Data extracted from a collection:
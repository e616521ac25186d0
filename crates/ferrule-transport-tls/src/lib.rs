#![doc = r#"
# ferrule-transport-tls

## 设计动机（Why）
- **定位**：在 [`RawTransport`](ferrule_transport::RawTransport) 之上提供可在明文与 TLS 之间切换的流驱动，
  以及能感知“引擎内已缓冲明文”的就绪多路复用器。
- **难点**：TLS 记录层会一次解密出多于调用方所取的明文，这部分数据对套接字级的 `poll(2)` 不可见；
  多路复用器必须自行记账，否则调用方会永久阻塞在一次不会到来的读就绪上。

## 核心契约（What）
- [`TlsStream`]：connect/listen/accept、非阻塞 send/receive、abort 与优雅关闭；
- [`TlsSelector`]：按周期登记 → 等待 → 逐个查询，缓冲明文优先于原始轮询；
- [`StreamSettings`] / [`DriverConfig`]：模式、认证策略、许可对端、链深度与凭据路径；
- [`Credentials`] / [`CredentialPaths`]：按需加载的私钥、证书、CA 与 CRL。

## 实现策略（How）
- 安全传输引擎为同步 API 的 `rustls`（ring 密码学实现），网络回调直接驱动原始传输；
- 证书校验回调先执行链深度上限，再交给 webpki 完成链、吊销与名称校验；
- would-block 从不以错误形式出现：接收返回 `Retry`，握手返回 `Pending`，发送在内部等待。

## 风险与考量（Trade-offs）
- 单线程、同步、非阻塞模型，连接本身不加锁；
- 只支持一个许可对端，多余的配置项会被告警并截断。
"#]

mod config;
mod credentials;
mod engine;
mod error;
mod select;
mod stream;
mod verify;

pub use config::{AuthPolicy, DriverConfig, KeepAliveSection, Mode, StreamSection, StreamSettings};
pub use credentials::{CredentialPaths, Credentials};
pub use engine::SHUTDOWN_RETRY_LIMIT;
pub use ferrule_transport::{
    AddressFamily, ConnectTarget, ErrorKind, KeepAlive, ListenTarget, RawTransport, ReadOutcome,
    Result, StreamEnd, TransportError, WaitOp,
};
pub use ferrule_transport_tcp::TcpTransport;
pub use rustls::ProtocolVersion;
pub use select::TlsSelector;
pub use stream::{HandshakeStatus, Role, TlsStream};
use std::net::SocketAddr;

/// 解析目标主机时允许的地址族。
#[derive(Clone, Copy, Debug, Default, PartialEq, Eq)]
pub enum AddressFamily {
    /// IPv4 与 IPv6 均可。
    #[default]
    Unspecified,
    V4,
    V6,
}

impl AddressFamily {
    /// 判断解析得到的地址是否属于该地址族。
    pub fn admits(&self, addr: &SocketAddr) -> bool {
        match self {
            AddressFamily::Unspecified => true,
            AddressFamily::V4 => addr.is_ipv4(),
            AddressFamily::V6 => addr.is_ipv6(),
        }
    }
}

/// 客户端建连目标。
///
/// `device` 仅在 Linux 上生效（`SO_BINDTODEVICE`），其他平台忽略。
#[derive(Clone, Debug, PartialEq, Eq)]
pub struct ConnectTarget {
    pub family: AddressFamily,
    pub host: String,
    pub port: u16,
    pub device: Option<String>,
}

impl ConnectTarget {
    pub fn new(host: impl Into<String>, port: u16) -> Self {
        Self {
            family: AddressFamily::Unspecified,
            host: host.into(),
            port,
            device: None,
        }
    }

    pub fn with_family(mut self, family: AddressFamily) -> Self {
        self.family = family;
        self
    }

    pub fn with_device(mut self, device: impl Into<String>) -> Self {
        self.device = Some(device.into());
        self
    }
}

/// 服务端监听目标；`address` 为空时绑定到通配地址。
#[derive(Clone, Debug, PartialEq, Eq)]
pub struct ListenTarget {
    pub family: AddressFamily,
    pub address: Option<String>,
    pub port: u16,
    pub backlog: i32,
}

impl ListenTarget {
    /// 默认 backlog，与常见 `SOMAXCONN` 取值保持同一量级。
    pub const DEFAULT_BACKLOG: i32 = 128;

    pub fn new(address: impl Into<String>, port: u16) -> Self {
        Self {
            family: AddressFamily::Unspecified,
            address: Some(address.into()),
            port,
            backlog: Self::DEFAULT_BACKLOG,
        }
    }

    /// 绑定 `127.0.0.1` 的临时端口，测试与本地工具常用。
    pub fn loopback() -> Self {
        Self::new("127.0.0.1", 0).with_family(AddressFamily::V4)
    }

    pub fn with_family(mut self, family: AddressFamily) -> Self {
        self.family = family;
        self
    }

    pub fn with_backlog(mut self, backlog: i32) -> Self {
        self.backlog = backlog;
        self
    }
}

=== Exercise prompt ===
Repeat the data exactly. Leave nothing out.

=== Written answer ===
repository e616521ac25186d0
filename crates/ferrule-transport-tls/src/lib.rs
#![doc = r#"
# ferrule-transport-tls

## 设计动机（Why）
- **定位**：在 [`RawTransport`](ferrule_transport::RawTransport) 之上提供可在明文与 TLS 之间切换的流驱动，
  以及能感知“引擎内已缓冲明文”的就绪多路复用器。
- **难点**：TLS 记录层会一次解密出多于调用方所取的明文，这部分数据对套接字级的 `poll(2)` 不可见；
  多路复用器必须自行记账，否则调用方会永久阻塞在一次不会到来的读就绪上。

## 核心契约（What）
- [`TlsStream`]：connect/listen/accept、非阻塞 send/receive、abort 与优雅关闭；
- [`TlsSelector`]：按周期登记 → 等待 → 逐个查询，缓冲明文优先于原始轮询；
- [`StreamSettings`] / [`DriverConfig`]：模式、认证策略、许可对端、链深度与凭据路径；
- [`Credentials`] / [`CredentialPaths`]：按需加载的私钥、证书、CA 与 CRL。

## 实现策略（How）
- 安全传输引擎为同步 API 的 `rustls`（ring 密码学实现），网络回调直接驱动原始传输；
- 证书校验回调先执行链深度上限，再交给 webpki 完成链、吊销与名称校验；
- would-block 从不以错误形式出现：接收返回 `Retry`，握手返回 `Pending`，发送在内部等待。

## 风险与考量（Trade-offs）
- 单线程、同步、非阻塞模型，连接本身不加锁；
- 只支持一个许可对端，多余的配置项会被告警并截断。
"#]

mod config;
mod credentials;
mod engine;
mod error;
mod select;
mod stream;
mod verify;

pub use config::{AuthPolicy, DriverConfig, KeepAliveSection, Mode, StreamSection, StreamSettings};
pub use credentials::{CredentialPaths, Credentials};
pub use engine::SHUTDOWN_RETRY_LIMIT;
pub use ferrule_transport::{
    AddressFamily, ConnectTarget, ErrorKind, KeepAlive, ListenTarget, RawTransport, ReadOutcome,
    Result, StreamEnd, TransportError, WaitOp,
};
pub use ferrule_transport_tcp::TcpTransport;
pub use rustls::ProtocolVersion;
pub use select::TlsSelector;
pub use stream::{HandshakeStatus, Role, TlsStream};
use std::net::SocketAddr;

/// 解析目标主机时允许的地址族。
#[derive(Clone, Copy, Debug, Default, PartialEq, Eq)]
pub enum AddressFamily {
    /// IPv4 与 IPv6 均可。
    #[default]
    Unspecified,
    V4,
    V6,
}

impl AddressFamily {
    /// 判断解析得到的地址是否属于该地址族。
    pub fn admits(&self, addr: &SocketAddr) -> bool {
        match self {
            AddressFamily::Unspecified => true,
            AddressFamily::V4 => addr.is_ipv4(),
            AddressFamily::V6 => addr.is_ipv6(),
        }
    }
}

/// 客户端建连目标。
///
/// `device` 仅在 Linux 上生效（`SO_BINDTODEVICE`），其他平台忽略。
#[derive(Clone, Debug, PartialEq, Eq)]
pub struct ConnectTarget {
    pub family: AddressFamily,
    pub host: String,
    pub port: u16,
    pub device: Option<String>,
}

impl ConnectTarget {
    pub fn new(host: impl Into<String>, port: u16) -> Self {
        Self {
            family: AddressFamily::Unspecified,
            host: host.into(),
            port,
            device: None,
        }
    }

    pub fn with_family(mut self, family: AddressFamily) -> Self {
        self.family = family;
        self
    }

    pub fn with_device(mut self, device: impl Into<String>) -> Self {
        self.device = Some(device.into());
        self
    }
}

/// 服务端监听目标；`address` 为空时绑定到通配地址。
#[derive(Clone, Debug, PartialEq, Eq)]
pub struct ListenTarget {
    pub family: AddressFamily,
    pub address: Option<String>,
    pub port: u16,
    pub backlog: i32,
}

impl ListenTarget {
    /// 默认 backlog，与常见 `SOMAXCONN` 取值保持同一量级。
    pub const DEFAULT_BACKLOG: i32 = 128;

    pub fn new(address: impl Into<String>, port: u16) -> Self {
        Self {
            family: AddressFamily::Unspecified,
            address: Some(address.into()),
            port,
            backlog: Self::DEFAULT_BACKLOG,
        }
    }

    /// 绑定 `127.0.0.1` 的临时端口，测试与本地工具常用。
    pub fn loopback() -> Self {
        Self::new("127.0.0.1", 0).with_family(AddressFamily::V4)
    }

    pub fn with_family(mut self, family: AddressFamily) -> Self {
        self.family = family;
        self
    }

    pub fn with_backlog(mut self, backlog: i32) -> Self {
        self.backlog = backlog;
        self
    }
}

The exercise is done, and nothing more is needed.